Nunca me inteirei dos pormenores, mas quando era criança havia um navio cheio de estudantes Ingleses que aportava em Lisboa todos os anos. A escola preparatória que frequentava estava invariavelmente envolvida no acolhimento aos estudantes; e para tal, eram sempre escolhidos como chaperones os miúdos que tinham aulas de Inglês, e que moravam nas zonas financeiramente mais desafogadas da nossa área– isto independentemente da sua proficiência em Inglês. No primeiro ano o meu endereço desqualificou-me como chaperone, e no segundo o grupo de candidatos que se qualificava era tão inepto que acabei por ser chamado como chaperone para substituir um colega que pouco conseguia dizer em Inglês, e menos conseguia ainda compreender.

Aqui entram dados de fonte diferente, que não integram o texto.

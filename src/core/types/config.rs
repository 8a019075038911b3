//! Explicit configuration for the hashing facade.

/// Default salt length in bytes.
pub const DEFAULT_SALT_LENGTH: usize = 32;

/// Default iteration count for key stretching.
pub const DEFAULT_ITERATIONS: u32 = 1000;

/// Default derived-key length in bytes, matching the HMAC-SHA-256 output
/// size.
pub const DEFAULT_KEY_LENGTH: usize = 32;

/// Immutable configuration for a [`PasswordHasher`].
///
/// Carries the salt length used for generation, the iteration count and
/// the derived-key length, so defaults are explicit values passed into the
/// facade rather than hidden process-wide state.
///
/// # Example
///
/// ```rust
/// use pwkit::HashConfig;
///
/// let config = HashConfig {
///     iterations: 200_000,
///     ..HashConfig::default()
/// };
/// assert_eq!(config.salt_length, 32);
/// assert_eq!(config.key_length, 32);
/// ```
///
/// [`PasswordHasher`]: crate::PasswordHasher
#[derive(Debug, Clone, Copy, PartialEq, Eq)]
pub struct HashConfig {
    /// Length in bytes of salts produced by
    /// [`PasswordHasher::random_salt`](crate::PasswordHasher::random_salt).
    pub salt_length: usize,

    /// PBKDF2 iteration count; must be at least
    /// [`MIN_ITERATIONS`](crate::core::operations::pbkdf2::MIN_ITERATIONS)
    /// when a hash is derived.
    pub iterations: u32,

    /// Length in bytes of derived hashes.
    pub key_length: usize,
}

impl HashConfig {
    /// Creates a configuration from explicit values.
    #[must_use]
    pub const fn new(salt_length: usize, iterations: u32, key_length: usize) -> Self {
        Self {
            salt_length,
            iterations,
            key_length,
        }
    }
}

impl Default for HashConfig {
    fn default() -> Self {
        Self::new(DEFAULT_SALT_LENGTH, DEFAULT_ITERATIONS, DEFAULT_KEY_LENGTH)
    }
}
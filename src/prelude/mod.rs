//! Ergonomic imports for the toolkit.
//!
//! # Usage
//!
//! ```rust
//! use pwkit::prelude::*;
//! ```

// Re-export core types and the facade for convenience
pub use crate::core::encoding::{hash_to_hex, hex_to_hash, utf8_decode, utf8_encode};
pub use crate::core::error::{PwkitError, PwkitResult};
pub use crate::core::hasher::{random_salt, PasswordHasher};
pub use crate::core::operations::pbkdf2::{pbkdf2, Pbkdf2, MIN_ITERATIONS, MIN_SALT_LENGTH};
pub use crate::core::types::{
    DerivedKey, HashConfig, PasswordPolicy, PolicyViolation, DEFAULT_ITERATIONS,
    DEFAULT_KEY_LENGTH, DEFAULT_SALT_LENGTH,
};
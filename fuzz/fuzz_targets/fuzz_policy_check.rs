#![no_main]

use libfuzzer_sys::fuzz_target;
use pwkit::PasswordPolicy;

fuzz_target!(|data: &str| {
    // Checking arbitrary candidate passwords should never panic, and the
    // three forms must agree on the outcome.
    let policy = PasswordPolicy::default();
    let checked = policy.check(data);
    assert_eq!(policy.is_compliant(data), checked.is_ok());
    assert_eq!(policy.first_violation(data), checked.err());
});
#![no_main]

use libfuzzer_sys::fuzz_target;
use pwkit::pbkdf2;

fuzz_target!(|data: &[u8]| {
    if data.len() < 9 {
        return;
    }

    // Split input into password and salt; keep the iteration count at the
    // engine floor, PBKDF2 is intentionally slow.
    let (password, salt) = data.split_at(data.len() / 2);
    let dk_len = usize::from(data[0] % 65);

    match pbkdf2(password, salt, 1000, dk_len) {
        Ok(derived) => assert_eq!(derived.len(), dk_len),
        // Only a short salt is rejected for these inputs.
        Err(_) => assert!(salt.len() < 8),
    }
});
//! Hex and UTF-8 conversions for stored hashes and salts.
//!
//! Hashes are stored and displayed as uppercase hex, two characters per
//! byte, no separators. Passwords and text-form salts are encoded to UTF-8
//! bytes without a byte-order mark before any cryptographic use.

use crate::core::error::PwkitResult;

/// Converts a hash (or any byte sequence) into an uppercase hex string.
///
/// The conversion is lossless: [`hex_to_hash`] recovers the original bytes.
///
/// # Example
///
/// ```rust
/// assert_eq!(pwkit::core::encoding::hash_to_hex(&[0xDE, 0xAD, 0x01]), "DEAD01");
/// ```
#[must_use]
pub fn hash_to_hex(bytes: &[u8]) -> String {
    hex::encode_upper(bytes)
}

/// Converts a hex string back into hash bytes.
///
/// Accepts both uppercase and lowercase digits.
///
/// # Errors
///
/// Returns [`PwkitError::HexDecode`](crate::PwkitError::HexDecode) if the
/// string has odd length or contains non-hex characters.
pub fn hex_to_hash(hex_str: &str) -> PwkitResult<Vec<u8>> {
    Ok(hex::decode(hex_str)?)
}

/// Encodes text as UTF-8 bytes, without a byte-order mark.
#[must_use]
pub fn utf8_encode(text: &str) -> Vec<u8> {
    text.as_bytes().to_vec()
}

/// Decodes UTF-8 bytes back into text.
///
/// # Errors
///
/// Returns [`PwkitError::Utf8Decode`](crate::PwkitError::Utf8Decode) if the
/// bytes are not valid UTF-8.
pub fn utf8_decode(bytes: &[u8]) -> PwkitResult<String> {
    Ok(String::from_utf8(bytes.to_vec())?)
}
//! Cryptographic operations for the toolkit.
//!
//! This module provides the key-derivation pipeline:
//!
//! - [`prf`] - The HMAC-SHA-256 pseudorandom function adapter
//! - [`pbkdf2`] - The PBKDF2 block/iteration engine (RFC 2898)

pub mod pbkdf2;
pub mod prf;
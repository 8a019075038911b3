//! The caller-facing password hashing facade.
//!
//! Combines salt generation, UTF-8 password encoding and the PBKDF2 engine
//! into "password -> hash" and "password + hash -> match?" operations,
//! configured explicitly through [`HashConfig`].
//!
//! The facade is stateless across calls: each operation is a pure function
//! of its inputs plus the OS random source, so one hasher can be shared
//! freely between threads.

use rand_core::{OsRng, TryRngCore};

use crate::core::encoding::utf8_encode;
use crate::core::error::{PwkitError, PwkitResult};
use crate::core::operations::pbkdf2::{Pbkdf2, MIN_SALT_LENGTH};
use crate::core::types::{DerivedKey, HashConfig};

/// Generates `length` bytes from the operating system's secure random
/// source, suitable for use as salt.
///
/// The output carries no determinism guarantees and is never seeded from a
/// predictable source.
///
/// # Errors
///
/// Returns [`PwkitError::RandomSource`] if the OS random source fails.
pub fn random_salt(length: usize) -> PwkitResult<Vec<u8>> {
    let mut salt = vec![0u8; length];
    OsRng
        .try_fill_bytes(&mut salt)
        .map_err(|_| PwkitError::RandomSource)?;
    Ok(salt)
}

/// The password hashing facade.
///
/// Holds an immutable [`HashConfig`]; the default configuration generates
/// 32-byte salts and derives 32-byte hashes at 1000 iterations.
///
/// # Example
///
/// ```rust
/// use pwkit::{HashConfig, PasswordHasher};
///
/// # fn main() -> pwkit::PwkitResult<()> {
/// let hasher = PasswordHasher::new(HashConfig {
///     iterations: 10_000,
///     ..HashConfig::default()
/// });
///
/// let salt = hasher.random_salt()?;
/// let hash = hasher.hash_password(&salt, "hunter2")?;
/// assert!(hasher.verify_password(&salt, "hunter2", hash.as_bytes())?);
/// # Ok(())
/// # }
/// ```
#[derive(Debug, Clone, Copy, Default)]
pub struct PasswordHasher {
    config: HashConfig,
}

impl PasswordHasher {
    /// Creates a hasher with the given configuration.
    #[must_use]
    pub const fn new(config: HashConfig) -> Self {
        Self { config }
    }

    /// The configuration this hasher was constructed with.
    #[must_use]
    pub const fn config(&self) -> &HashConfig {
        &self.config
    }

    /// Generates a salt of the configured length.
    ///
    /// # Errors
    ///
    /// Returns [`PwkitError::RandomSource`] if the OS random source fails.
    pub fn random_salt(&self) -> PwkitResult<Vec<u8>> {
        random_salt(self.config.salt_length)
    }

    /// Hashes `password` with `salt` into a key of the configured length.
    ///
    /// The password is UTF-8 encoded (no byte-order mark) before
    /// derivation. The salt must be stored alongside the hash; both are
    /// needed to verify the password later.
    ///
    /// # Errors
    ///
    /// - [`PwkitError::SaltTooShort`] if `salt` is shorter than 8 bytes
    /// - [`PwkitError::IterationsTooLow`] if the configured iteration
    ///   count is below 1000
    pub fn hash_password(&self, salt: &[u8], password: &str) -> PwkitResult<DerivedKey> {
        // The engine checks this again; the facade rejects short salts
        // before any other work.
        if salt.len() < MIN_SALT_LENGTH {
            return Err(PwkitError::SaltTooShort);
        }

        let engine = Pbkdf2::new(&utf8_encode(password), salt, self.config.iterations)?;
        Ok(DerivedKey::new(engine.derive(self.config.key_length)))
    }

    /// Recomputes the hash for `(salt, password)` and compares it with
    /// `expected` in constant time, full length and every byte.
    ///
    /// # Errors
    ///
    /// Same as [`hash_password`](Self::hash_password).
    pub fn verify_password(
        &self,
        salt: &[u8],
        password: &str,
        expected: &[u8],
    ) -> PwkitResult<bool> {
        use subtle::ConstantTimeEq;

        let computed = self.hash_password(salt, password)?;
        Ok(computed.as_bytes().ct_eq(expected).into())
    }
}
//! Password hashing toolkit built on PBKDF2-HMAC-SHA-256.
//!
//! This crate derives fixed-length cryptographic keys from passwords using
//! the PBKDF2 construction from RFC 2898 with HMAC-SHA-256 as the
//! pseudorandom function, and layers a password-hashing/verification API
//! and a declarative password-policy checker on top of it. Applications use
//! it to store password verifiers safely - never the password itself.
//!
//! # Quick Start
//!
//! ```rust
//! use pwkit::{PasswordHasher, PwkitResult};
//!
//! # fn main() -> PwkitResult<()> {
//! let hasher = PasswordHasher::default();
//!
//! // Generate a fresh salt and hash the password.
//! let salt = hasher.random_salt()?;
//! let hash = hasher.hash_password(&salt, "correct horse battery staple")?;
//!
//! // Store (salt, hash, iterations); later, verify a login attempt.
//! assert!(hasher.verify_password(&salt, "correct horse battery staple", hash.as_bytes())?);
//! assert!(!hasher.verify_password(&salt, "Tr0ub4dor&3", hash.as_bytes())?);
//! # Ok(())
//! # }
//! ```
//!
//! # Password Policies
//!
//! ```rust
//! use pwkit::PasswordPolicy;
//!
//! let policy = PasswordPolicy::new(1, 1, 1, 6, usize::MAX);
//! assert!(policy.is_compliant("Abcdef1!"));
//! assert!(!policy.is_compliant("Ab1!"));
//! ```
//!
//! # Security
//!
//! - Derived key material is zeroized on drop
//! - `Debug` output redacts key material
//! - Hash verification uses constant-time comparison
//! - Salts come from the operating system's secure random source
//! - Iteration counts below 1000 and salts below 8 bytes are rejected
//! - No unsafe code
//!
//! # Modules
//!
//! - [`core`] - Core types and operations
//! - [`prelude`] - Ergonomic imports

#![forbid(unsafe_code)]

pub mod core;
pub mod prelude;

// Re-export commonly used items at crate root
pub use core::error::{PwkitError, PwkitResult};
pub use core::hasher::{random_salt, PasswordHasher};
pub use core::operations::pbkdf2::{pbkdf2, Pbkdf2};
pub use core::types::{DerivedKey, HashConfig, PasswordPolicy, PolicyViolation};
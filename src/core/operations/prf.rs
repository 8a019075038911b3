//! HMAC-SHA-256 pseudorandom function adapter.
//!
//! PBKDF2 invokes its PRF once per iteration with the password fixed as the
//! MAC key for the whole derivation. The adapter keys an HMAC-SHA-256
//! context a single time and clones the pre-keyed state for each
//! invocation, so the key schedule is not recomputed per call.

use hmac::{Hmac, Mac};
use sha2::Sha256;

use crate::core::error::{PwkitError, PwkitResult};

/// PRF output size in bytes (the HMAC-SHA-256 digest length), `hLen` in
/// RFC 2898.
pub const H_LEN: usize = 32;

/// A keyed HMAC-SHA-256 context, reused across all PRF invocations of one
/// derivation.
#[derive(Clone)]
pub(crate) struct HmacSha256Prf {
    mac: Hmac<Sha256>,
}

impl HmacSha256Prf {
    /// Keys the PRF with the password. HMAC accepts keys of any length, so
    /// this only fails if the underlying MAC primitive faults.
    pub(crate) fn new(key: &[u8]) -> PwkitResult<Self> {
        let mac = <Hmac<Sha256> as Mac>::new_from_slice(key).map_err(|_| PwkitError::Crypto)?;
        Ok(Self { mac })
    }

    /// Computes `HMAC-SHA-256(key, message)`.
    pub(crate) fn compute(&self, message: &[u8]) -> [u8; H_LEN] {
        let mut mac = self.mac.clone();
        mac.update(message);
        mac.finalize().into_bytes().into()
    }
}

E foi assim que uma tarde passada com os miúdos Ingleses criou, e imediatamente solidificou, a minha observação de sermos mais feios que eles, ou, em termos menos relativos, de sermos simplesmente feios. Perante as nossas feições tisnadas e irregulares, as nossas roupas desencontradas, e as nossas titubeantes certezas, aquela amostra de alourada confiança, de sóbrios uniformes escolares, e de cheiro a sabonete de lavanda, fiquei convencido que os Ingleses tinham ganho uma imaginária lotaria de pulcritude.

Esta experiência faz-me lembrar uma tortura aparentemente muito eficaz em que um prisioneiro põe a mão num balde de água gelada durante uns minutos, e depois remove-a, e põe-na num balde água morna. O gradiente de temperatura entre a água gelada e a morna é tal que o pobre prisioneiro sofre como se tivesse enfiado a mão num balde de água a ferver. E assim foi o meu encontro com os estudantes Ingleses: nem eles eram de particular beleza, nem nós de profunda feiura, mas o gradiente de aspecto fazia-nos parecer marginalmente hediondos.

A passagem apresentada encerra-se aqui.